Five Ways to Lift Learning

The school year is winding down, but improvement plans are being worked on. We should be looking at this time all of the ways we can begin to lift learning, close gaps, and review standards. Setting standards, assessing progress towards standards, and are standards being met are common areas to focus. These are essential areas but are not the primary focus to lift learning.

Standards are the guide we utilize in helping to develop curricular goals. In 2012, a study conducted by Tom Loveless at the Brown Center at the Brookings Institute concluded: “no evidence that is raising academic standards lifted academic performance on a large scale.” A more recent report by the American Institutes for Research and Vanderbilt University mentioned in the article Common Standards Are Not Enough indicates standards are not enough. Further, in the article, several points are made to reference the confusion about using standards.

We know standards can influence learning outcomes and provide guidance in the direction of the development of the curriculum. Our challenge is to utilize standards in ways with the most significant impact. There are five ways we can leverage standards to make a positive difference in learning.

Five Ways to Leverage Standards

  • Development of authentic and purposeful curriculum
  • Standards are in Student-friendly language
  • Formative and Summative Assessments
  • Feedback for students as benchmarks
  • Student tracking of learning (Plan, guide, goal setting)

It is no secret in my beliefs about education. “Education is something we do with children, not to them.”-Brenda Yoho. Students respond positively and will invest more effort when presented with a choice, learning tasks that are challenging and meaningful. When we set standards to guide curriculum development to be rich, relevant, engaging, and with a purpose to grow, our students will rise to higher levels.

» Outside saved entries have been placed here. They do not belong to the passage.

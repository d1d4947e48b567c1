//! `PortServices` — the service bundle handed to the scheduler and policies.

use tug_core::{GeoPoint, Minutes, PierId};
use tug_model::{Task, Tug};

use crate::{DurationPredictor, Geography, JobProfile, PortResult, TugProfile};

/// Default tug cruising speed in knots.
pub const DEFAULT_TUG_SPEED_KNOTS: f64 = 8.0;

/// Geography, duration model, and cruising speed for one run.
///
/// Constructed once at startup and passed by reference; nothing in the
/// simulator reaches for a process-wide instance.
pub struct PortServices {
    pub geography: Box<dyn Geography>,
    pub predictor: Box<dyn DurationPredictor>,
    pub tug_speed_knots: f64,
}

impl PortServices {
    pub fn new(geography: impl Geography + 'static, predictor: impl DurationPredictor + 'static) -> Self {
        Self {
            geography: Box::new(geography),
            predictor: Box::new(predictor),
            tug_speed_knots: DEFAULT_TUG_SPEED_KNOTS,
        }
    }

    pub fn with_tug_speed(mut self, knots: f64) -> Self {
        self.tug_speed_knots = knots;
        self
    }

    #[inline]
    pub fn position_of(&self, pier: PierId) -> GeoPoint {
        self.geography.position_of(pier)
    }

    #[inline]
    pub fn distance_km(&self, from: GeoPoint, to: PierId) -> f64 {
        self.geography.distance_km(from, to)
    }

    /// Sailing time from `from` to `to` at the configured speed.
    #[inline]
    pub fn travel_time(&self, from: GeoPoint, to: PierId) -> Minutes {
        self.geography.travel_time(from, to, self.tug_speed_knots)
    }

    /// Fuel cost of sailing `tug` from `from` to `to`.
    pub fn moving_cost(&self, tug: &Tug, from: GeoPoint, to: PierId) -> f64 {
        self.distance_km(from, to) * self.geography.fuel_cost_per_km(tug.horsepower)
    }

    /// Predicted work time of `task` served by `tugs`.
    pub fn predict_work(&self, task: &Task, tugs: &[&Tug]) -> PortResult<Minutes> {
        let profile = JobProfile::of(task, self.geography.as_ref());
        let tugs: Vec<TugProfile> = tugs.iter().map(|t| TugProfile::from(*t)).collect();
        self.predictor.predict(&profile, &tugs)
    }
}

One of the first tasks I asked our team to do when we received these new standards was to bring in a group of students from grade levels. I wanted a variety of students represented. Students needed to know what the standards meant-How to read the standards. So we helped to teach them how to break the standards down so they could understand how to read the standard and what it expected them to be able to do. Then when they understood, they could teach their peers.

Next, we needed to work on how to assess the standards. We moved to a standards based report card and used the same format of explaining how to read the standards to present the report card to others. It is essential to help others see how the standards progress and build on learning—alignment across standards and learning experiences and how this continues to provide a solid foundation.

Feedback is an essential piece to the standards as we work to continue to lift learning. Standards are the foundational blocks, but it is in the learning processes students gain the skills to enhance and connect learning. They will continue to move forward as they identify areas they have mastered, proficient skills, and those they need to work on to improve. Students do not all learn at the same pace. They do not all have the same strengths or weaknesses. Students taking charge of their learning build more than just a learner.

The best value I see is the value students give to themselves. We can coach, mentor, and facilitate learning, but when they take control, the learning process becomes more. The purpose of education is to help students grow, and when they follow these guidelines there is no stopping them in the growth they will have. When students understand the value and leverage of the standards, they will develop learning plans we would not have thought to provide. I believe in our children and never give up on any of them.

Be the solution daily by volunteering at a school, mentoring or coaching a child, or simply helping in any way you can so students can develop learning plans to drive their purpose for growth and success.